UNITED STATES
SECURITIES AND EXCHANGE COMMISSION
Washington, D.C. 20549
FORM 8-K
CURRENT REPORT
Pursuant to Section 13 or 15(d) of
the Securities Exchange Act of 1934
Date of report (Date of earliest event reported): December 17, 2004
MCI, Inc.
(Exact Name of Registrant as Specified in Charter)
Delaware | 001-10415 | 20-0533283 | ||
(State or Other Jurisdiction of Incorporation) | (Commission File Number) | (I.R.S. Employer Identification No.) |
22001 Loudoun County Parkway, Ashburn, Virginia | 20147 | |
(Address of Principal Executive Offices) | (Zip Code) |
Registrant’s telephone number, including area code (703) 886-5600
Check the appropriate box below if the Form 8-K filing is intended to simultaneously satisfy the filing obligation of the registrant under any of the following provisions (see General Instruction A.2.):
¨ | Written communications pursuant to Rule 425 under the Securities Act (17 CFR 230.425) |
¨ | Soliciting material pursuant to Rule 14a-12 under the Exchange Act (17 CFR 240.14a-12) |
¨ | Pre-commencement communications pursuant to Rule 14d-2(b) under the Exchange Act (17 CFR 240.14d-2(b)) |
¨ | Pre-commencement communications pursuant to Rule 13e-4(c) under the Exchange Act (17 CFR 240.13e-4(c)) |
ITEM 8.01 OTHER EVENTS
MCI, Inc. (the “Company”) will hold its 2005 Annual Meeting of Shareholders on May 16, 2005 (the “2005 Annual Meeting”). The Company will be mailing the proxy statement and related materials in connection with the 2005 Annual Meeting on or about April 1, 2005. In light of this anticipated mailing schedule, the Company hereby notifies its shareholders that January 17, 2005 will be the deadline for submitting shareholder proposals under Rule 14a-8 of the Securities Exchange Act of 1934. The Company believes that this deadline provides a reasonable time before the Company begins the mailing of its proxy materials for the 2005 Annual Meeting.

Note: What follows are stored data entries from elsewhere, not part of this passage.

use chrono::NaiveDate;
use finterm::config::AppConfig;
use finterm::error::AppError;
use finterm::TermEngine;
use metrics_exporter_prometheus::PrometheusHandle;
use serde::de::DeserializeOwned;
use std::path::Path;
use std::sync::atomic::AtomicBool;
use std::sync::Arc;

#[derive(Clone)]
pub(crate) struct AppState {
    pub(crate) readiness: Arc<AtomicBool>,
    pub(crate) metrics: Arc<PrometheusHandle>,
}

pub(crate) fn build_engine(config: &AppConfig) -> TermEngine {
    TermEngine::new(config.engine.clone())
}

pub(crate) fn read_json<T: DeserializeOwned>(path: &Path) -> Result<T, AppError> {
    let raw = std::fs::read_to_string(path)?;
    Ok(serde_json::from_str(&raw)?)
}

pub(crate) fn parse_date(raw: &str) -> Result<NaiveDate, String> {
    NaiveDate::parse_from_str(raw.trim(), "%Y-%m-%d")
        .map_err(|err| format!("failed to parse '{raw}' as YYYY-MM-DD ({err})"))
}
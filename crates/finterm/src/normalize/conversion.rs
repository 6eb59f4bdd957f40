use crate::terms::{mentions_any, Frequency, TermKind, TermUnit};

/// Compound a monthly rate into its annual equivalent.
pub fn annual_from_monthly(monthly: f64) -> f64 {
    (1.0 + monthly).powi(12) - 1.0
}

/// Inverse of [`annual_from_monthly`].
pub fn monthly_from_annual(annual: f64) -> f64 {
    (1.0 + annual).powf(1.0 / 12.0) - 1.0
}

#[derive(Debug, Clone, Copy, PartialEq)]
pub(crate) struct Canonical {
    pub(crate) value: f64,
    pub(crate) unit: TermUnit,
    pub(crate) frequency: Frequency,
}

#[derive(Debug, Clone, PartialEq)]
pub(crate) enum ConversionFailure {
    Unsupported,
    MissingBase,
    RecurringPenalty,
}

impl ConversionFailure {
    pub(crate) fn detail(&self) -> &'static str {
        match self {
            ConversionFailure::Unsupported => "no conversion exists for this kind and unit",
            ConversionFailure::MissingBase => {
                "percentage charges need a principal or notional to resolve against"
            }
            ConversionFailure::RecurringPenalty => "penalties are realized once, at exit",
        }
    }
}

const MONTHLY_NAMES: &[&str] = &["monthly", "per month", "a month"];
const QUARTERLY_NAMES: &[&str] = &["quarterly", "per quarter"];
const ANNUAL_NAMES: &[&str] = &["annual", "yearly", "per year", "per annum"];
const PREMIUM_NAMES: &[&str] = &["premium"];

/// Cadence spelled out in a fee name. Premiums with no cadence are billed monthly.
fn cadence_in_name(name: &str) -> Option<Frequency> {
    if mentions_any(name, MONTHLY_NAMES) {
        Some(Frequency::Monthly)
    } else if mentions_any(name, QUARTERLY_NAMES) {
        Some(Frequency::Quarterly)
    } else if mentions_any(name, ANNUAL_NAMES) {
        Some(Frequency::Annual)
    } else if mentions_any(name, PREMIUM_NAMES) {
        Some(Frequency::Monthly)
    } else {
        None
    }
}

/// Explicit frequency, then a fee's name, then the unit: percent-unit charges
/// recur and flat amounts are one-time. Penalties never take a cadence from their name.
fn effective_frequency(
    kind: TermKind,
    name: &str,
    unit: TermUnit,
    frequency: Option<Frequency>,
) -> Frequency {
    frequency
        .or_else(|| (kind == TermKind::Fee).then(|| cadence_in_name(name)).flatten())
        .unwrap_or(if unit.is_percent() {
            Frequency::Annual
        } else {
            Frequency::OneTime
        })
}

fn percent_as_annual(unit: TermUnit, value: f64) -> f64 {
    match unit {
        TermUnit::PercentMonthly => annual_from_monthly(value),
        _ => value,
    }
}

/// Conversion table from raw `(kind, unit)` pairs to the canonical unit per kind.
/// `name` must already be normalized.
pub(crate) fn to_canonical(
    kind: TermKind,
    name: &str,
    unit: TermUnit,
    frequency: Option<Frequency>,
    value: f64,
    base: Option<f64>,
) -> Result<Canonical, ConversionFailure> {
    let one_time = |value: f64, unit: TermUnit| Canonical {
        value,
        unit,
        frequency: Frequency::OneTime,
    };

    match (kind, unit) {
        (TermKind::Rate, TermUnit::PercentAnnual | TermUnit::PercentMonthly) => {
            Ok(one_time(percent_as_annual(unit, value), TermUnit::PercentAnnual))
        }
        (TermKind::Duration, TermUnit::Months) => Ok(one_time(value, TermUnit::Months)),
        (TermKind::Duration, TermUnit::Years) => Ok(one_time(value * 12.0, TermUnit::Months)),
        (TermKind::Condition, TermUnit::Boolean) => Ok(one_time(value, TermUnit::Boolean)),
        (TermKind::Fee | TermKind::Penalty, TermUnit::FlatCurrency) => {
            match effective_frequency(kind, name, unit, frequency).months_per_period() {
                None => Ok(one_time(value, TermUnit::FlatCurrency)),
                Some(_) if kind == TermKind::Penalty => Err(ConversionFailure::RecurringPenalty),
                Some(months) => Ok(Canonical {
                    value: value / months as f64,
                    unit: TermUnit::FlatCurrency,
                    frequency: Frequency::Monthly,
                }),
            }
        }
        (TermKind::Fee | TermKind::Penalty, TermUnit::PercentAnnual | TermUnit::PercentMonthly) => {
            let base = base.ok_or(ConversionFailure::MissingBase)?;
            let recurring = effective_frequency(kind, name, unit, frequency).is_recurring();
            if kind == TermKind::Penalty || !recurring {
                Ok(one_time(value * base, TermUnit::FlatCurrency))
            } else {
                Ok(Canonical {
                    value: percent_as_annual(unit, value),
                    unit: TermUnit::PercentAnnual,
                    frequency: Frequency::Monthly,
                })
            }
        }
        _ => Err(ConversionFailure::Unsupported),
    }
}
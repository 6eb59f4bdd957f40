//! Fee and disclosure anomalies as seen by callers of the engine.

use finterm::anomaly::RiskLevel;
use finterm::config::EngineConfig;
use finterm::terms::Frequency;
use finterm::{
    detect_anomalies, normalize, DisclosureSummary, DocumentCategory, DocumentId, RawDocument,
    RawTerm, ReferenceTaxonomy, Severity, TermEngine, TermKind, TermUnit,
};
use std::io::Cursor;

fn mortgage() -> RawDocument {
    RawDocument::new(DocumentCategory::Mortgage)
        .with_principal(320_000.0)
        .with_term_months(360)
        .with_term(RawTerm::new(
            TermKind::Rate,
            "Interest Rate",
            0.0625,
            TermUnit::PercentAnnual,
        ))
        .with_term(RawTerm::new(
            TermKind::Penalty,
            "Prepayment Penalty",
            3_000.0,
            TermUnit::FlatCurrency,
        ))
}

#[test]
fn identical_duplicate_fees_raise_a_warning() {
    let fee = RawTerm::new(TermKind::Fee, "Processing Fee", 450.0, TermUnit::FlatCurrency);
    let raw = mortgage().with_term(fee.clone()).with_term(fee);
    let doc = normalize(&DocumentId::from("dup"), &raw).expect("normalizes");

    let flags = detect_anomalies(&doc, &ReferenceTaxonomy::new(), None);

    let warnings: Vec<_> = flags
        .iter()
        .filter(|flag| flag.severity == Severity::Warning)
        .collect();
    assert!(!warnings.is_empty());
    assert!(warnings.iter().any(|flag| flag
        .term
        .as_ref()
        .is_some_and(|term| term.name == "processing fee")));
}

#[test]
fn prepayment_penalty_without_summary_is_not_critical() {
    let doc = normalize(&DocumentId::from("mortgage"), &mortgage()).expect("normalizes");
    let flags = detect_anomalies(&doc, &ReferenceTaxonomy::new(), None);
    assert!(flags.iter().all(|flag| flag.severity != Severity::Critical));

    let summary: DisclosureSummary = ["interest rate"].into_iter().collect();
    let flags = detect_anomalies(&doc, &ReferenceTaxonomy::new(), Some(&summary));
    assert_eq!(
        flags
            .iter()
            .filter(|flag| flag.severity == Severity::Critical)
            .count(),
        1
    );
}

#[test]
fn taxonomy_percentiles_drive_warnings_through_the_engine() {
    let taxonomy = ReferenceTaxonomy::from_reader(Cursor::new(
        "category,name,p90,disclosure_required\n\
mortgage,Prepayment Penalty,1500,yes\n\
mortgage,Servicing Fee,20,\n",
    ))
    .expect("taxonomy parses");
    let engine = TermEngine::new(EngineConfig {
        reference_taxonomy: taxonomy,
        ..EngineConfig::default()
    });

    let raw = mortgage()
        .with_term(
            RawTerm::new(TermKind::Fee, "Servicing Fee", 25.0, TermUnit::FlatCurrency)
                .with_frequency(Frequency::Monthly),
        )
        .with_disclosures(["Prepayment Penalty"]);

    let analysis = engine
        .analyze(&DocumentId::from("mortgage"), &raw, Some(120))
        .expect("analysis");

    let penalty_warning = analysis.anomalies.iter().any(|flag| {
        flag.severity == Severity::Warning
            && flag
                .term
                .as_ref()
                .is_some_and(|term| term.name == "prepayment penalty")
    });
    assert!(penalty_warning, "3000 exceeds 1.5 x 1500");
    assert!(analysis
        .anomalies
        .iter()
        .all(|flag| flag.severity != Severity::Critical));
    assert!(!analysis
        .anomalies
        .iter()
        .any(|flag| flag.reason.contains("servicing fee") && flag.severity == Severity::Warning));
    assert_eq!(analysis.risk.warning, 1);
    assert_eq!(analysis.risk.info, 1);
    assert_eq!(analysis.risk.score, 17);
    assert_eq!(analysis.risk.level, RiskLevel::Minimal);
}
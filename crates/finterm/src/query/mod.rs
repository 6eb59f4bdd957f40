//! Structured predicate queries over a normalized document.

use crate::terms::{
    normalize_name, DocumentId, FinancialTerm, NormalizedDocument, TermKind, TermUnit,
};
use serde::{Deserialize, Serialize};

/// Conjunction of optional predicates. An empty query matches every term.
#[derive(Debug, Clone, Default, PartialEq, Serialize, Deserialize)]
#[serde(default)]
pub struct TermQuery {
    pub kind: Option<TermKind>,
    pub name_contains: Option<String>,
    pub unit: Option<TermUnit>,
    /// Inclusive lower bound on the canonical value.
    pub min_value: Option<f64>,
    /// Inclusive upper bound on the canonical value.
    pub max_value: Option<f64>,
}

impl TermQuery {
    pub fn new() -> Self {
        Self::default()
    }

    pub fn kind(mut self, kind: TermKind) -> Self {
        self.kind = Some(kind);
        self
    }

    pub fn name_contains(mut self, fragment: impl Into<String>) -> Self {
        self.name_contains = Some(fragment.into());
        self
    }

    pub fn unit(mut self, unit: TermUnit) -> Self {
        self.unit = Some(unit);
        self
    }

    pub fn min_value(mut self, min: f64) -> Self {
        self.min_value = Some(min);
        self
    }

    pub fn max_value(mut self, max: f64) -> Self {
        self.max_value = Some(max);
        self
    }

    pub fn matches(&self, term: &FinancialTerm) -> bool {
        if self.kind.is_some_and(|kind| kind != term.kind()) {
            return false;
        }
        if self.unit.is_some_and(|unit| unit != term.unit()) {
            return false;
        }
        if self.min_value.is_some_and(|min| term.value() < min) {
            return false;
        }
        if self.max_value.is_some_and(|max| term.value() > max) {
            return false;
        }
        match self.name_contains.as_deref() {
            Some(fragment) => term.name().contains(normalize_name(fragment).as_str()),
            None => true,
        }
    }
}

#[derive(Debug, Clone, PartialEq, Eq, thiserror::Error)]
pub enum QueryError {
    #[error("expected exactly one matching term in document {document_id}, found {matches}")]
    NoMatch {
        document_id: DocumentId,
        matches: usize,
    },
}

impl QueryError {
    pub fn document_id(&self) -> &DocumentId {
        match self {
            QueryError::NoMatch { document_id, .. } => document_id,
        }
    }
}

/// Every matching term, in document order.
pub fn query(doc: &NormalizedDocument, predicate: &TermQuery) -> Vec<FinancialTerm> {
    doc.terms()
        .iter()
        .filter(|term| predicate.matches(term))
        .cloned()
        .collect()
}

/// The single matching term; zero or several matches are an error.
pub fn query_one(
    doc: &NormalizedDocument,
    predicate: &TermQuery,
) -> Result<FinancialTerm, QueryError> {
    let mut matches = query(doc, predicate);
    if matches.len() == 1 {
        if let Some(term) = matches.pop() {
            return Ok(term);
        }
    }

    Err(QueryError::NoMatch {
        document_id: doc.document_id().clone(),
        matches: matches.len(),
    })
}
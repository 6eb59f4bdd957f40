use crate::infra::AppState;
use axum::http::{header, StatusCode};
use axum::response::IntoResponse;
use axum::Extension;
use axum::Json;
use finterm::router::engine_router;
use finterm::TermEngine;
use serde_json::json;
use std::sync::Arc;

pub(crate) fn with_engine_routes(engine: Arc<TermEngine>) -> axum::Router {
    engine_router(engine)
        .route("/health", axum::routing::get(healthcheck))
        .route("/ready", axum::routing::get(readiness_endpoint))
        .route("/metrics", axum::routing::get(metrics_endpoint))
}

pub(crate) async fn healthcheck() -> Json<serde_json::Value> {
    Json(json!({ "status": "ok" }))
}

pub(crate) async fn readiness_endpoint(Extension(state): Extension<AppState>) -> impl IntoResponse {
    let ready = state.readiness.load(std::sync::atomic::Ordering::Relaxed);
    let status = if ready {
        StatusCode::OK
    } else {
        StatusCode::SERVICE_UNAVAILABLE
    };

    let payload = if ready {
        json!({ "status": "ready" })
    } else {
        json!({ "status": "initializing" })
    };

    (status, Json(payload))
}

pub(crate) async fn metrics_endpoint(Extension(state): Extension<AppState>) -> impl IntoResponse {
    (
        StatusCode::OK,
        [(header::CONTENT_TYPE, "text/plain; version=0.0.4")],
        state.metrics.render(),
    )
}
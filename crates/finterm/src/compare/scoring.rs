/// Min-max scaling over one comparison set.
#[derive(Debug, Clone, Copy, PartialEq)]
pub(crate) struct MinMax {
    min: f64,
    max: f64,
}

impl MinMax {
    pub(crate) fn over<I: IntoIterator<Item = f64>>(values: I) -> Option<Self> {
        values.into_iter().fold(None, |range, value| match range {
            None => Some(Self {
                min: value,
                max: value,
            }),
            Some(Self { min, max }) => Some(Self {
                min: min.min(value),
                max: max.max(value),
            }),
        })
    }

    /// Position of `value` in `[0, 1]`; zero when every value in the set is equal.
    pub(crate) fn scale(&self, value: f64) -> f64 {
        let spread = self.max - self.min;
        if spread <= f64::EPSILON * self.max.abs().max(1.0) {
            return 0.0;
        }
        ((value - self.min) / spread).clamp(0.0, 1.0)
    }
}

#[cfg(test)]
mod tests {
    use super::*;

    #[test]
    fn empty_set_has_no_range() {
        assert!(MinMax::over(Vec::<f64>::new()).is_none());
    }

    #[test]
    fn equal_values_scale_to_zero() {
        let range = MinMax::over([4.0, 4.0]).expect("range");
        assert_eq!(range.scale(4.0), 0.0);
    }

    #[test]
    fn endpoints_scale_to_unit_interval() {
        let range = MinMax::over([10.0, 30.0, 20.0]).expect("range");
        assert_eq!(range.scale(10.0), 0.0);
        assert_eq!(range.scale(30.0), 1.0);
        assert_eq!(range.scale(20.0), 0.5);
    }
}
use crate::cli::ServeArgs;
use crate::infra::{build_engine, AppState};
use crate::routes::with_engine_routes;
use axum::Extension;
use axum_prometheus::PrometheusMetricLayer;
use finterm::config::AppConfig;
use finterm::error::AppError;
use finterm::telemetry;
use std::sync::atomic::Ordering;
use std::sync::Arc;
use tracing::info;

pub(crate) async fn run(mut args: ServeArgs) -> Result<(), AppError> {
    let mut config = AppConfig::load()?;

    if let Some(host) = args.host.take() {
        config.server.host = host;
    }
    if let Some(port) = args.port.take() {
        config.server.port = port;
    }

    telemetry::init(&config.telemetry)?;

    let (prometheus_layer, prometheus_handle) = PrometheusMetricLayer::pair();
    let readiness_flag = Arc::new(std::sync::atomic::AtomicBool::new(false));
    let app_state = AppState {
        readiness: readiness_flag.clone(),
        metrics: Arc::new(prometheus_handle),
    };

    let engine = Arc::new(build_engine(&config));
    info!(
        taxonomy_entries = engine.config().reference_taxonomy.len(),
        horizon_months = ?engine.config().horizon_months,
        "term engine configured"
    );

    let app = with_engine_routes(engine)
        .layer(Extension(app_state))
        .layer(prometheus_layer);

    let addr = config.server.socket_addr()?;
    let listener = tokio::net::TcpListener::bind(addr).await?;
    readiness_flag.store(true, Ordering::Release);

    info!(?config.environment, %addr, "financial term engine ready");

    axum::serve(listener, app).await?;
    Ok(())
}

Shareholder proposals received by the Company after January 17, 2005 will be considered untimely, and the Company intends to not include these proposals in the Company’s proxy statement for the 2005 Annual Meeting. Shareholders submitting shareholder proposals must also comply with the Company’s Bylaws and such rules as may be prescribed from time to time by the Securities and Exchange Commission.
As set forth in the Company’s Bylaws, shareholder proposals to be presented at the 2005 Annual Meeting otherwise than pursuant to Rule 14a-8 and director nominations will be considered timely if delivered not earlier than the close of business on the 120th day prior to the 2005 Annual Meeting but not later than the close of business on the later of the 90th day prior to the 2005 Annual Meeting or the 10th day following the day on which public announcement of the date of the 2005 Annual Meeting is first made by the Company.
Correspondence in this regard must be submitted in writing to the Company’s principal executive offices by mail to 22001 Loudoun County Parkway, Ashburn, Virginia 20147, or by facsimile to 703-886-6111, Attention: Corporate Secretary.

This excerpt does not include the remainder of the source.